■ Exercise objective ■
Lines that contain the string "payload" are the ones to list; copy all of them from the records.

Working data: Begin

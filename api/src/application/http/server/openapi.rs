use utoipa::OpenApi;

use crate::application::http::session::router::SessionApiDoc;

#[derive(OpenApi)]
#[openapi(
    info(
        title = "PantryChef API"
    ),
    paths(crate::application::http::health::health),
    nest(
        (path = "/sessions", api = SessionApiDoc),
    )
)]
pub struct ApiDoc;
use axum::extract::State;
use pantrychef_core::domain::session::ports::SessionService;

use crate::application::http::{
    server::{
        api_entities::{api_error::ApiError, response::Response},
        app_state::AppState,
    },
    session::handlers::get_session::SessionResponse,
};

#[utoipa::path(
    post,
    path = "",
    tag = "session",
    summary = "Start a session",
    description = "Creates a new session in the initial state",
    responses(
        (status = 201, body = SessionResponse)
    ),
)]
pub async fn create_session(
    State(state): State<AppState>,
) -> Result<Response<SessionResponse>, ApiError> {
    let snapshot = state
        .service
        .create_session()
        .await
        .map_err(ApiError::from)?;

    Ok(Response::Created(SessionResponse { data: snapshot }))
}
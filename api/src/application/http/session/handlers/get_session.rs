use axum::extract::{Path, State};
use pantrychef_core::domain::session::{ports::SessionService, value_objects::SessionSnapshot};
use serde::{Deserialize, Serialize};
use utoipa::ToSchema;
use uuid::Uuid;

use crate::application::http::server::{
    api_entities::{api_error::ApiError, response::Response},
    app_state::AppState,
};

#[derive(Debug, PartialEq, Serialize, Deserialize, ToSchema)]
pub struct SessionResponse {
    pub data: SessionSnapshot,
}

#[utoipa::path(
    get,
    path = "/{session_id}",
    tag = "session",
    summary = "Get a session",
    description = "Returns the current state, detected ingredients, recipes and last error of a session",
    responses(
        (status = 200, body = SessionResponse),
        (status = 404, description = "Session not found")
    ),
    params(
        ("session_id" = Uuid, Path, description = "Session ID"),
    ),
)]
pub async fn get_session(
    Path(session_id): Path<Uuid>,
    State(state): State<AppState>,
) -> Result<Response<SessionResponse>, ApiError> {
    let snapshot = state
        .service
        .get_session(session_id)
        .await
        .map_err(ApiError::from)?;

    Ok(Response::OK(SessionResponse { data: snapshot }))
}
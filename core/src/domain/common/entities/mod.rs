pub mod app_errors;
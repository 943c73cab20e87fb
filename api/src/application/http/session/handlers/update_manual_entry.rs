use axum::extract::{Path, State};
use pantrychef_core::domain::session::ports::SessionService;
use uuid::Uuid;

use crate::application::http::{
    server::{
        api_entities::{
            api_error::{ApiError, ValidateJson},
            response::Response,
        },
        app_state::AppState,
    },
    session::{handlers::get_session::SessionResponse, validators::UpdateManualEntryRequest},
};

#[utoipa::path(
    put,
    path = "/{session_id}/manual-entry",
    tag = "session",
    summary = "Set the manually added ingredient",
    description = "The manual entry is appended after the selected ingredients when confirming",
    responses(
        (status = 200, body = SessionResponse),
        (status = 400, description = "Invalid payload"),
        (status = 409, description = "Session is not reviewing ingredients")
    ),
    params(
        ("session_id" = Uuid, Path, description = "Session ID"),
    ),
    request_body = UpdateManualEntryRequest
)]
pub async fn update_manual_entry(
    Path(session_id): Path<Uuid>,
    State(state): State<AppState>,
    ValidateJson(payload): ValidateJson<UpdateManualEntryRequest>,
) -> Result<Response<SessionResponse>, ApiError> {
    let snapshot = state
        .service
        .set_manual_entry(session_id, payload.text)
        .await
        .map_err(ApiError::from)?;

    Ok(Response::OK(SessionResponse { data: snapshot }))
}
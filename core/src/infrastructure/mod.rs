pub mod llm;
pub mod session;
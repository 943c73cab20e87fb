use axum::extract::{Multipart, Path, State};
use pantrychef_core::domain::{
    common::entities::app_errors::CoreError, gateway::value_objects::ImageUpload,
    session::ports::SessionService,
};
use tracing::error;
use uuid::Uuid;

use crate::application::http::{
    server::{
        api_entities::{api_error::ApiError, response::Response},
        app_state::AppState,
    },
    session::handlers::get_session::SessionResponse,
};

#[utoipa::path(
    post,
    path = "/{session_id}/photo",
    tag = "session",
    summary = "Detect ingredients from a photo",
    description = "Sends a JPEG or PNG photo (multipart field `image`) to the model. A failed detection returns the session back in its initial state with an error message.",
    responses(
        (status = 200, body = SessionResponse),
        (status = 400, description = "Missing or unsupported image"),
        (status = 409, description = "Session is busy or not in the initial state"),
        (status = 413, description = "Image too large")
    ),
    params(
        ("session_id" = Uuid, Path, description = "Session ID"),
    ),
)]
pub async fn upload_photo(
    Path(session_id): Path<Uuid>,
    State(state): State<AppState>,
    mut multipart: Multipart,
) -> Result<Response<SessionResponse>, ApiError> {
    let mut image: Option<ImageUpload> = None;

    while let Some(field) = multipart.next_field().await.map_err(|e| {
        error!("Failed to read multipart field: {}", e);
        ApiError::BadRequest(format!("Failed to read multipart field: {}", e))
    })? {
        let name = field.name().unwrap_or("").to_string();

        if name == "image" {
            let content_type = field.content_type().map(|c| c.to_string());
            let data = field
                .bytes()
                .await
                .map_err(|e| ApiError::BadRequest(format!("Failed to read image: {}", e)))?;

            image = Some(
                ImageUpload::new(data, content_type.as_deref())
                    .map_err(|e| ApiError::from(CoreError::from(e)))?,
            );
        }
    }

    let image = image.ok_or_else(|| ApiError::BadRequest("Missing image field".to_string()))?;

    let snapshot = state
        .service
        .select_photo(session_id, image)
        .await
        .map_err(ApiError::from)?;

    Ok(Response::OK(SessionResponse { data: snapshot }))
}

Working data: End

■ Result of the task ■
        (status = 400, description = "Invalid payload"),
    ValidateJson(payload): ValidateJson<UpdateManualEntryRequest>,
        .set_manual_entry(session_id, payload.text)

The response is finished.